## YOUR TASK
Set down exactly the lines below, starting at the one that contains "async fn sign_in_without_remember_keeps_store_empty()" and ending at the one that contains "async fn ensure_session_reauthenticates_from_saved_credentials()", with both of those lines included and nothing else.

## EXCERPTED RECORDS
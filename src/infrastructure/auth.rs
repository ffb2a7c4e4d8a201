use crate::infrastructure::credential_store::{CredentialStore, SavedCredentials};
use crate::infrastructure::error::InfraError;
use async_trait::async_trait;
use chrono::{DateTime, Duration, Utc};
use reqwest::Client;
use std::sync::{Arc, Mutex};

const SIGN_IN_ENDPOINT: &str =
    "https://identitytoolkit.googleapis.com/v1/accounts:signInWithPassword";
const SESSION_LEEWAY_SECONDS: i64 = 60;

/// Result of an email/password sign-in. The uid scopes remote paths; the ID
/// token authenticates database requests until `expires_at`.
#[derive(Debug, Clone, PartialEq, Eq)]
pub struct AuthSession {
    pub uid: String,
    pub id_token: String,
    pub expires_at: DateTime<Utc>,
}

impl AuthSession {
    pub fn is_valid_at(&self, now: DateTime<Utc>, leeway_seconds: i64) -> bool {
        self.expires_at > now + Duration::seconds(leeway_seconds)
            && !self.id_token.trim().is_empty()
            && !self.uid.trim().is_empty()
    }
}

#[async_trait]
pub trait AuthClient: Send + Sync {
    async fn sign_in(&self, email: &str, password: &str) -> Result<AuthSession, InfraError>;
}

/// Identity Toolkit REST client for `accounts:signInWithPassword`.
#[derive(Debug, Clone)]
pub struct ReqwestIdentityClient {
    client: Client,
    api_key: String,
}

#[derive(Debug, serde::Serialize)]
#[serde(rename_all = "camelCase")]
struct SignInRequestPayload<'a> {
    email: &'a str,
    password: &'a str,
    return_secure_token: bool,
}

#[derive(Debug, serde::Deserialize)]
#[serde(rename_all = "camelCase")]
struct SignInResponsePayload {
    local_id: Option<String>,
    id_token: Option<String>,
    expires_in: Option<String>,
    error: Option<IdentityErrorPayload>,
}

#[derive(Debug, serde::Deserialize)]
struct IdentityErrorPayload {
    message: Option<String>,
}

impl ReqwestIdentityClient {
    pub fn new(api_key: impl Into<String>) -> Self {
        Self {
            client: Client::new(),
            api_key: api_key.into(),
        }
    }
}

#[async_trait]
impl AuthClient for ReqwestIdentityClient {
    async fn sign_in(&self, email: &str, password: &str) -> Result<AuthSession, InfraError> {
        if email.trim().is_empty() || password.is_empty() {
            return Err(InfraError::Auth(
                "email and password must not be empty".to_string(),
            ));
        }
        if self.api_key.trim().is_empty() {
            return Err(InfraError::Auth("api key is not configured".to_string()));
        }

        let response = self
            .client
            .post(SIGN_IN_ENDPOINT)
            .query(&[("key", self.api_key.as_str())])
            .json(&SignInRequestPayload {
                email,
                password,
                return_secure_token: true,
            })
            .send()
            .await
            .map_err(|error| InfraError::Auth(format!("sign-in request failed: {error}")))?;

        let status = response.status();
        let body = response
            .text()
            .await
            .map_err(|error| InfraError::Auth(format!("failed reading sign-in response: {error}")))?;

        let parsed = serde_json::from_str::<SignInResponsePayload>(&body).map_err(|error| {
            InfraError::Auth(format!("invalid sign-in payload: {error}; body={body}"))
        })?;

        if !status.is_success() || parsed.error.is_some() {
            let detail = parsed
                .error
                .and_then(|error| error.message)
                .unwrap_or_else(|| format!("http_{}", status.as_u16()));
            return Err(InfraError::Auth(format!("sign-in rejected: {detail}")));
        }

        let uid = parsed
            .local_id
            .map(|value| value.trim().to_string())
            .filter(|value| !value.is_empty())
            .ok_or_else(|| InfraError::Auth("sign-in response did not include a uid".to_string()))?;
        let id_token = parsed
            .id_token
            .map(|value| value.trim().to_string())
            .filter(|value| !value.is_empty())
            .ok_or_else(|| InfraError::Auth("sign-in response did not include a token".to_string()))?;
        // expiresIn is a string of seconds on this endpoint.
        let expires_in = parsed
            .expires_in
            .as_deref()
            .and_then(|value| value.parse::<i64>().ok())
            .unwrap_or(0)
            .max(0);

        Ok(AuthSession {
            uid,
            id_token,
            expires_at: Utc::now() + Duration::seconds(expires_in),
        })
    }
}

type NowProvider = Arc<dyn Fn() -> DateTime<Utc> + Send + Sync>;

/// Session cache over a credential store and an auth client: signs in with
/// explicit credentials, re-authenticates silently from saved ones, and
/// answers "who is signed in" for the sync path.
pub struct AuthManager<S, C>
where
    S: CredentialStore,
    C: AuthClient,
{
    credential_store: Arc<S>,
    auth_client: Arc<C>,
    session: Mutex<Option<AuthSession>>,
    now_provider: NowProvider,
}

impl<S, C> AuthManager<S, C>
where
    S: CredentialStore,
    C: AuthClient,
{
    pub fn new(credential_store: Arc<S>, auth_client: Arc<C>) -> Self {
        Self {
            credential_store,
            auth_client,
            session: Mutex::new(None),
            now_provider: Arc::new(Utc::now),
        }
    }

    pub fn with_now_provider(mut self, now_provider: NowProvider) -> Self {
        self.now_provider = now_provider;
        self
    }

    pub async fn sign_in(
        &self,
        email: &str,
        password: &str,
        remember: bool,
    ) -> Result<AuthSession, InfraError> {
        let session = self.auth_client.sign_in(email, password).await?;
        if remember {
            self.credential_store.save(&SavedCredentials {
                email: email.to_string(),
                password: password.to_string(),
            })?;
        }
        self.store_session(Some(session.clone()))?;
        Ok(session)
    }

    /// Valid cached session, or a silent re-sign-in from saved credentials.
    /// `Ok(None)` means nobody is signed in and no credentials are saved.
    pub async fn ensure_session(&self) -> Result<Option<AuthSession>, InfraError> {
        if let Some(session) = self.current_session()? {
            return Ok(Some(session));
        }
        let Some(credentials) = self.credential_store.load()? else {
            return Ok(None);
        };
        let session = self
            .auth_client
            .sign_in(&credentials.email, &credentials.password)
            .await?;
        self.store_session(Some(session.clone()))?;
        Ok(Some(session))
    }

    pub fn current_session(&self) -> Result<Option<AuthSession>, InfraError> {
        let guard = self
            .session
            .lock()
            .map_err(|error| InfraError::Auth(format!("session lock poisoned: {error}")))?;
        let now = (self.now_provider)();
        Ok(guard
            .as_ref()
            .filter(|session| session.is_valid_at(now, SESSION_LEEWAY_SECONDS))
            .cloned())
    }

    pub fn current_uid(&self) -> Result<Option<String>, InfraError> {
        Ok(self.current_session()?.map(|session| session.uid))
    }

    pub fn sign_out(&self) -> Result<(), InfraError> {
        self.credential_store.delete()?;
        self.store_session(None)
    }

    fn store_session(&self, session: Option<AuthSession>) -> Result<(), InfraError> {
        let mut guard = self
            .session
            .lock()
            .map_err(|error| InfraError::Auth(format!("session lock poisoned: {error}")))?;
        *guard = session;
        Ok(())
    }
}

#[cfg(test)]
mod tests {
    use super::*;
    use crate::infrastructure::credential_store::InMemoryCredentialStore;
    use std::sync::atomic::{AtomicUsize, Ordering};

    struct FakeAuthClient {
        uid: String,
        sign_in_calls: AtomicUsize,
        fail: bool,
    }

    impl FakeAuthClient {
        fn succeeding(uid: &str) -> Self {
            Self {
                uid: uid.to_string(),
                sign_in_calls: AtomicUsize::new(0),
                fail: false,
            }
        }

        fn failing() -> Self {
            Self {
                uid: String::new(),
                sign_in_calls: AtomicUsize::new(0),
                fail: true,
            }
        }
    }

    #[async_trait]
    impl AuthClient for FakeAuthClient {
        async fn sign_in(&self, _email: &str, _password: &str) -> Result<AuthSession, InfraError> {
            self.sign_in_calls.fetch_add(1, Ordering::SeqCst);
            if self.fail {
                return Err(InfraError::Auth("invalid password".to_string()));
            }
            Ok(AuthSession {
                uid: self.uid.clone(),
                id_token: "token".to_string(),
                expires_at: fixed_time() + Duration::seconds(3600),
            })
        }
    }

    fn fixed_time() -> DateTime<Utc> {
        DateTime::parse_from_rfc3339("2024-01-01T00:00:00Z")
            .expect("valid datetime")
            .with_timezone(&Utc)
    }

    fn manager(
        client: FakeAuthClient,
    ) -> (
        AuthManager<InMemoryCredentialStore, FakeAuthClient>,
        Arc<InMemoryCredentialStore>,
        Arc<FakeAuthClient>,
    ) {
        let store = Arc::new(InMemoryCredentialStore::default());
        let client = Arc::new(client);
        let manager = AuthManager::new(Arc::clone(&store), Arc::clone(&client))
            .with_now_provider(Arc::new(fixed_time));
        (manager, store, client)
    }

    #[tokio::test]
    async fn sign_in_caches_session_and_saves_credentials() {
        let (manager, store, _client) = manager(FakeAuthClient::succeeding("uid-1"));
        let session = manager
            .sign_in("user@example.com", "hunter2", true)
            .await
            .expect("sign in");

        assert_eq!(session.uid, "uid-1");
        assert_eq!(manager.current_uid().expect("uid"), Some("uid-1".to_string()));
        assert_eq!(
            store.load().expect("saved credentials"),
            Some(SavedCredentials {
                email: "user@example.com".to_string(),
                password: "hunter2".to_string(),
            })
        );
    }

    #[tokio::test]
    async fn sign_in_without_remember_keeps_store_empty() {
        let (manager, store, _client) = manager(FakeAuthClient::succeeding("uid-1"));
        manager
            .sign_in("user@example.com", "hunter2", false)
            .await
            .expect("sign in");
        assert!(store.load().expect("load").is_none());
    }

    #[tokio::test]
    async fn ensure_session_reauthenticates_from_saved_credentials() {
        let (manager, store, client) = manager(FakeAuthClient::succeeding("uid-1"));
        store
            .save(&SavedCredentials {
                email: "user@example.com".to_string(),
                password: "hunter2".to_string(),
            })
            .expect("seed credentials");

        let session = manager.ensure_session().await.expect("ensure");
        assert_eq!(session.map(|value| value.uid), Some("uid-1".to_string()));
        assert_eq!(client.sign_in_calls.load(Ordering::SeqCst), 1);

        // Cached session, no second network call.
        let _ = manager.ensure_session().await.expect("ensure again");
        assert_eq!(client.sign_in_calls.load(Ordering::SeqCst), 1);
    }

    #[tokio::test]
    async fn ensure_session_without_credentials_is_none() {
        let (manager, _store, client) = manager(FakeAuthClient::succeeding("uid-1"));
        assert!(manager.ensure_session().await.expect("ensure").is_none());
        assert_eq!(client.sign_in_calls.load(Ordering::SeqCst), 0);
    }

    #[tokio::test]
    async fn failed_sign_in_propagates_and_caches_nothing() {
        let (manager, _store, _client) = manager(FakeAuthClient::failing());
        assert!(manager.sign_in("user@example.com", "wrong", true).await.is_err());
        assert!(manager.current_uid().expect("uid").is_none());
    }

    #[tokio::test]
    async fn sign_out_clears_session_and_credentials() {
        let (manager, store, _client) = manager(FakeAuthClient::succeeding("uid-1"));
        manager
            .sign_in("user@example.com", "hunter2", true)
            .await
            .expect("sign in");

        manager.sign_out().expect("sign out");
        assert!(manager.current_uid().expect("uid").is_none());
        assert!(store.load().expect("load").is_none());
    }

    #[test]
    fn expired_session_is_not_current() {
        let (manager, _store, _client) = manager(FakeAuthClient::succeeding("uid-1"));
        manager
            .store_session(Some(AuthSession {
                uid: "uid-1".to_string(),
                id_token: "token".to_string(),
                expires_at: fixed_time() + Duration::seconds(30),
            }))
            .expect("store session");
        // Inside the leeway window counts as expired.
        assert!(manager.current_uid().expect("uid").is_none());
    }
}
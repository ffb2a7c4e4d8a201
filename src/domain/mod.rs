pub mod models;
pub mod ranks;
pub mod time_format;
use crate::domain::models::TaskRecord;
use crate::infrastructure::error::InfraError;
use async_trait::async_trait;
use reqwest::Client;
use std::sync::Mutex;
use url::Url;

const RTDB_ROOT: &str = "gamificationUserData";

/// Remote side of the reconciliation protocol: point fetch and full-record
/// put at `gamificationUserData/{uid}/{normalized_task}`.
#[async_trait]
pub trait RemoteTaskStore: Send + Sync {
    async fn fetch(&self, uid: &str, task_name: &str) -> Result<Option<TaskRecord>, InfraError>;
    async fn put(&self, uid: &str, task_name: &str, record: &TaskRecord)
    -> Result<(), InfraError>;
}

/// Realtime-database REST client. Paths are suffixed with `.json` and an
/// `auth` query parameter carries the ID token of the signed-in user when
/// one is set.
#[derive(Debug, Default)]
pub struct ReqwestRtdbClient {
    client: Client,
    base_url: String,
    auth_token: Mutex<Option<String>>,
}

impl ReqwestRtdbClient {
    pub fn new(base_url: impl Into<String>) -> Self {
        Self {
            client: Client::new(),
            base_url: base_url.into(),
            auth_token: Mutex::new(None),
        }
    }

    pub fn set_auth_token(&self, token: Option<String>) -> Result<(), InfraError> {
        let mut guard = self
            .auth_token
            .lock()
            .map_err(|error| InfraError::Remote(format!("auth token lock poisoned: {error}")))?;
        *guard = token.map(|value| value.trim().to_string()).filter(|value| !value.is_empty());
        Ok(())
    }

    fn auth_token(&self) -> Result<Option<String>, InfraError> {
        let guard = self
            .auth_token
            .lock()
            .map_err(|error| InfraError::Remote(format!("auth token lock poisoned: {error}")))?;
        Ok(guard.clone())
    }

    fn ensure_non_empty(value: &str, field: &str) -> Result<(), InfraError> {
        if value.trim().is_empty() {
            return Err(InfraError::Remote(format!("{field} must not be empty")));
        }
        Ok(())
    }

    fn remote_http_error(status: reqwest::StatusCode, body: &str) -> InfraError {
        let message = if body.trim().is_empty() {
            format!("realtime database error: http {}", status.as_u16())
        } else {
            format!(
                "realtime database error: http {}; body={body}",
                status.as_u16()
            )
        };
        InfraError::Remote(message)
    }

    fn record_endpoint(&self, uid: &str, task_name: &str) -> Result<Url, InfraError> {
        let mut url = Url::parse(&self.base_url)
            .map_err(|error| InfraError::Remote(format!("invalid database base url: {error}")))?;
        {
            let mut segments = url
                .path_segments_mut()
                .map_err(|_| InfraError::Remote("database base URL cannot be a base".to_string()))?;
            segments.push(RTDB_ROOT);
            segments.push(uid);
            segments.push(&format!("{task_name}.json"));
        }
        if let Some(token) = self.auth_token()? {
            url.query_pairs_mut().append_pair("auth", &token);
        }
        Ok(url)
    }
}

#[async_trait]
impl RemoteTaskStore for ReqwestRtdbClient {
    async fn fetch(&self, uid: &str, task_name: &str) -> Result<Option<TaskRecord>, InfraError> {
        Self::ensure_non_empty(uid, "uid")?;
        Self::ensure_non_empty(task_name, "task name")?;

        let endpoint = self.record_endpoint(uid, task_name)?;
        let response = self.client.get(endpoint).send().await.map_err(|error| {
            InfraError::Remote(format!("network error while fetching task record: {error}"))
        })?;

        let status = response.status();
        let body = response.text().await.map_err(|error| {
            InfraError::Remote(format!("failed reading task record response: {error}"))
        })?;

        if !status.is_success() {
            return Err(Self::remote_http_error(status, &body));
        }

        // An absent record comes back as the literal JSON `null`.
        serde_json::from_str::<Option<TaskRecord>>(&body).map_err(|error| {
            InfraError::Remote(format!("invalid task record payload: {error}; body={body}"))
        })
    }

    async fn put(
        &self,
        uid: &str,
        task_name: &str,
        record: &TaskRecord,
    ) -> Result<(), InfraError> {
        Self::ensure_non_empty(uid, "uid")?;
        Self::ensure_non_empty(task_name, "task name")?;

        let endpoint = self.record_endpoint(uid, task_name)?;
        let response = self
            .client
            .put(endpoint)
            .json(record)
            .send()
            .await
            .map_err(|error| {
                InfraError::Remote(format!("network error while writing task record: {error}"))
            })?;

        let status = response.status();
        let body = response.text().await.map_err(|error| {
            InfraError::Remote(format!("failed reading task record write response: {error}"))
        })?;

        if !status.is_success() {
            return Err(Self::remote_http_error(status, &body));
        }
        Ok(())
    }
}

## COMPLETED EXERCISE
    async fn sign_in_without_remember_keeps_store_empty() {
        let (manager, store, _client) = manager(FakeAuthClient::succeeding("uid-1"));
        manager
            .sign_in("user@example.com", "hunter2", false)
            .await
            .expect("sign in");
        assert!(store.load().expect("load").is_none());
    }

    #[tokio::test]
    async fn ensure_session_reauthenticates_from_saved_credentials() {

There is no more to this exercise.